United States Fidelity & Guaranty Co. v. State of Oklahoma
Headline: Court dismisses federal review of state suit over bank failure and bond claim, leaving Oklahoma judgment against the surety intact and rejecting that a 1913 law created a federal constitutional issue.
Holding:
- Leaves the Oklahoma judgment against the surety in place.

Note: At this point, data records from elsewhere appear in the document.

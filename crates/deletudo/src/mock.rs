//! Mock DOM for native testing
//!
//! An arena document with light-DOM children, attachable shadow roots and a
//! log of every query, event and native click it receives. It implements
//! [`Dom`] so the locator, synthesizer and coordinator run unchanged against it.

use std::cell::RefCell;

use crate::dom::Dom;
use crate::event::{BoundingBox, SyntheticEvent};
use crate::result::{DeletudoError, DeletudoResult};
use crate::selector::{AttributeSource, Selector};

/// Handle to a node in a [`MockDocument`]
#[derive(Debug, Clone, Copy, PartialEq, Eq, Hash)]
pub struct NodeId(usize);

/// Element data for the mock DOM
#[derive(Debug, Clone, PartialEq)]
pub struct MockElement {
    tag: String,
    attributes: Vec<(String, String)>,
    bounds: BoundingBox,
    native_click: bool,
    throws: bool,
}

impl MockElement {
    /// Create an element with the given tag
    #[must_use]
    pub fn new(tag: &str) -> Self {
        Self {
            tag: tag.to_ascii_lowercase(),
            attributes: Vec::new(),
            bounds: BoundingBox::default(),
            native_click: true,
            throws: false,
        }
    }

    /// Set an attribute
    #[must_use]
    pub fn attr(mut self, name: &str, value: &str) -> Self {
        let name = name.to_ascii_lowercase();
        self.attributes.retain(|(n, _)| *n != name);
        self.attributes.push((name, value.to_string()));
        self
    }

    /// Set the on-screen bounding box
    #[must_use]
    pub const fn bounds(mut self, bounds: BoundingBox) -> Self {
        self.bounds = bounds;
        self
    }

    /// Model an element without `HTMLElement.click()` (e.g. SVG)
    #[must_use]
    pub const fn without_native_click(mut self) -> Self {
        self.native_click = false;
        self
    }

    /// Make every dispatch on this element throw
    #[must_use]
    pub const fn throws_on_dispatch(mut self) -> Self {
        self.throws = true;
        self
    }
}

impl AttributeSource for MockElement {
    fn tag_name(&self) -> &str {
        &self.tag
    }

    fn attribute(&self, name: &str) -> Option<&str> {
        self.attributes
            .iter()
            .find(|(n, _)| n.eq_ignore_ascii_case(name))
            .map(|(_, v)| v.as_str())
    }
}

/// Something the document received from the code under test
#[derive(Debug, Clone, PartialEq)]
pub enum Interaction {
    /// A synthetic event was dispatched
    Event {
        /// Target element
        target: NodeId,
        /// The event
        event: SyntheticEvent,
    },
    /// `click()` was invoked
    NativeClick {
        /// Target element
        target: NodeId,
    },
}

impl Interaction {
    /// Target element
    #[must_use]
    pub const fn target(&self) -> NodeId {
        match self {
            Self::Event { target, .. } | Self::NativeClick { target } => *target,
        }
    }
}

#[derive(Debug, Clone)]
enum NodeKind {
    Document,
    ShadowRoot,
    Element(MockElement),
}

#[derive(Debug, Clone)]
struct Node {
    parent: Option<NodeId>,
    children: Vec<NodeId>,
    kind: NodeKind,
    shadow_root: Option<NodeId>,
    attached: bool,
}

impl Node {
    const fn new(parent: Option<NodeId>, kind: NodeKind) -> Self {
        Self {
            parent,
            children: Vec::new(),
            kind,
            shadow_root: None,
            attached: true,
        }
    }
}

/// Arena-backed mock document
#[derive(Debug)]
pub struct MockDocument {
    nodes: Vec<Node>,
    queries: RefCell<Vec<String>>,
    interactions: RefCell<Vec<Interaction>>,
}

impl Default for MockDocument {
    fn default() -> Self {
        Self::new()
    }
}

impl MockDocument {
    /// Create an empty document
    #[must_use]
    pub fn new() -> Self {
        Self {
            nodes: vec![Node::new(None, NodeKind::Document)],
            queries: RefCell::new(Vec::new()),
            interactions: RefCell::new(Vec::new()),
        }
    }

    /// The document node
    #[must_use]
    pub const fn root(&self) -> NodeId {
        NodeId(0)
    }

    fn push(&mut self, parent: Option<NodeId>, kind: NodeKind) -> NodeId {
        let id = NodeId(self.nodes.len());
        self.nodes.push(Node::new(parent, kind));
        id
    }

    /// Append `element` as the last child of `parent` (document, shadow root
    /// or element)
    pub fn append(&mut self, parent: NodeId, element: MockElement) -> NodeId {
        let id = self.push(Some(parent), NodeKind::Element(element));
        self.nodes[parent.0].children.push(id);
        id
    }

    /// Attach an open shadow root to `host`, returning it; returns the
    /// existing root when one is already attached
    pub fn attach_shadow(&mut self, host: NodeId) -> NodeId {
        if let Some(existing) = self.nodes[host.0].shadow_root {
            return existing;
        }
        let shadow = self.push(Some(host), NodeKind::ShadowRoot);
        self.nodes[host.0].shadow_root = Some(shadow);
        shadow
    }

    /// Point `host`'s shadow root at an existing root. Lets tests build the
    /// malformed cyclic trees a hostile page could expose.
    pub fn share_shadow_root(&mut self, host: NodeId, shadow: NodeId) {
        self.nodes[host.0].shadow_root = Some(shadow);
    }

    /// Remove `node` from its parent and mark its subtree detached
    pub fn detach(&mut self, node: NodeId) {
        if let Some(parent) = self.nodes[node.0].parent {
            self.nodes[parent.0].children.retain(|child| *child != node);
        }
        let mut stack = vec![node];
        while let Some(id) = stack.pop() {
            self.nodes[id.0].attached = false;
            stack.extend(self.nodes[id.0].children.iter().copied());
        }
    }

    /// Element data for `node`
    #[must_use]
    pub fn element(&self, node: NodeId) -> Option<&MockElement> {
        match &self.nodes.get(node.0)?.kind {
            NodeKind::Element(element) => Some(element),
            NodeKind::Document | NodeKind::ShadowRoot => None,
        }
    }

    /// Patterns queried so far, in order
    #[must_use]
    pub fn queries(&self) -> Vec<String> {
        self.queries.borrow().clone()
    }

    /// Everything dispatched or clicked so far, in order
    #[must_use]
    pub fn interactions(&self) -> Vec<Interaction> {
        self.interactions.borrow().clone()
    }

    /// DOM event types dispatched on `node`, with `"click()"` marking a
    /// native activation
    #[must_use]
    pub fn activity_on(&self, node: NodeId) -> Vec<&'static str> {
        self.interactions
            .borrow()
            .iter()
            .filter(|interaction| interaction.target() == node)
            .map(|interaction| match interaction {
                Interaction::Event { event, .. } => event.dom_type(),
                Interaction::NativeClick { .. } => "click()",
            })
            .collect()
    }

    /// Forget recorded queries and interactions
    pub fn clear_log(&self) {
        self.queries.borrow_mut().clear();
        self.interactions.borrow_mut().clear();
    }

    /// Light-DOM descendants of `root` in document order
    fn descendants(&self, root: NodeId) -> Vec<NodeId> {
        let mut out = Vec::new();
        let mut stack: Vec<NodeId> = self.nodes[root.0].children.iter().rev().copied().collect();
        while let Some(id) = stack.pop() {
            out.push(id);
            stack.extend(self.nodes[id.0].children.iter().rev().copied());
        }
        out
    }

    fn require_element(&self, node: NodeId) -> DeletudoResult<&MockElement> {
        self.element(node)
            .ok_or_else(|| DeletudoError::js(format!("node {} is not an element", node.0)))
    }
}

impl Dom for MockDocument {
    type Root = NodeId;
    type Element = NodeId;

    fn document(&self) -> DeletudoResult<NodeId> {
        Ok(self.root())
    }

    fn query(&self, root: &NodeId, selector: &Selector) -> DeletudoResult<Option<NodeId>> {
        self.queries.borrow_mut().push(selector.as_str().to_string());
        Ok(self
            .descendants(*root)
            .into_iter()
            .find(|id| self.element(*id).is_some_and(|el| selector.matches(el))))
    }

    fn shadow_roots(&self, root: &NodeId) -> DeletudoResult<Vec<NodeId>> {
        Ok(self
            .descendants(*root)
            .into_iter()
            .filter_map(|id| self.nodes[id.0].shadow_root)
            .collect())
    }

    fn bounding_box(&self, element: &NodeId) -> DeletudoResult<BoundingBox> {
        let el = self.require_element(*element)?;
        if !self.nodes[element.0].attached {
            return Err(DeletudoError::detached(self.describe(element)));
        }
        Ok(el.bounds)
    }

    fn first_element_child(&self, element: &NodeId) -> Option<NodeId> {
        self.nodes
            .get(element.0)?
            .children
            .iter()
            .copied()
            .find(|child| self.element(*child).is_some())
    }

    fn dispatch(&self, element: &NodeId, event: &SyntheticEvent) -> DeletudoResult<bool> {
        if self.require_element(*element)?.throws {
            return Err(DeletudoError::dispatch(event.dom_type(), "host listener threw"));
        }
        if !self.nodes[element.0].attached {
            return Err(DeletudoError::dispatch(
                event.dom_type(),
                format!("{} is detached", self.describe(element)),
            ));
        }
        self.interactions.borrow_mut().push(Interaction::Event {
            target: *element,
            event: *event,
        });
        Ok(true)
    }

    fn native_click(&self, element: &NodeId) -> DeletudoResult<bool> {
        let el = self.require_element(*element)?;
        if !el.native_click {
            return Ok(false);
        }
        if !self.nodes[element.0].attached {
            return Err(DeletudoError::detached(self.describe(element)));
        }
        self.interactions
            .borrow_mut()
            .push(Interaction::NativeClick { target: *element });
        Ok(true)
    }

    fn describe(&self, element: &NodeId) -> String {
        let Some(el) = self.element(*element) else {
            return format!("#node{}", element.0);
        };
        let mut label = el.tag.clone();
        if let Some(id) = el.attribute("id") {
            label.push('#');
            label.push_str(id);
        }
        for class in el.attribute("class").unwrap_or_default().split_whitespace() {
            label.push('.');
            label.push_str(class);
        }
        label
    }
}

- Supreme Court refused to decide whether the 1913 law impairs contracts.
Summary
Background
A private surety company guaranteed repayment of money that the Oklahoma Land Office planned to deposit with the Columbia Bank & Trust Company. The bank took more than $50,000, became insolvent, and in September 1909 refused a proper demand for repayment. The State sued the surety in its own court on December 24, 1909. The Oklahoma Supreme Court affirmed a judgment for the full bond amount on October 9, 1917 (168 Pac. Rep. 234), and the surety sought review by the United States Supreme Court.
Reasoning
The narrow question before the Justices was whether this case raised a federal issue the Supreme Court could review under the Judicial Code provision quoted in the opinion. The surety argued the decision depended on a 1913 Oklahoma law that allegedly impaired the parties’ contract by excluding certain deposits from the state Depositors’ Guaranty Fund. The Court examined the state-court opinion and earlier Oklahoma decisions cited there and found no mention or plausible reliance on the 1913 Act. Because the state court’s ruling was supported by prior state opinions and did not turn on the challenged statute, the case did not present the kind of federal constitutional question required for this Court’s review.
Real world impact
The Supreme Court dismissed the writ of error, leaving the Oklahoma judgment against the surety in place. The decision is a procedural ruling about the Court’s power to review, not a final answer on whether the 1913 law impairs contracts, so that constitutional claims arising from that statute remain unresolved in this case.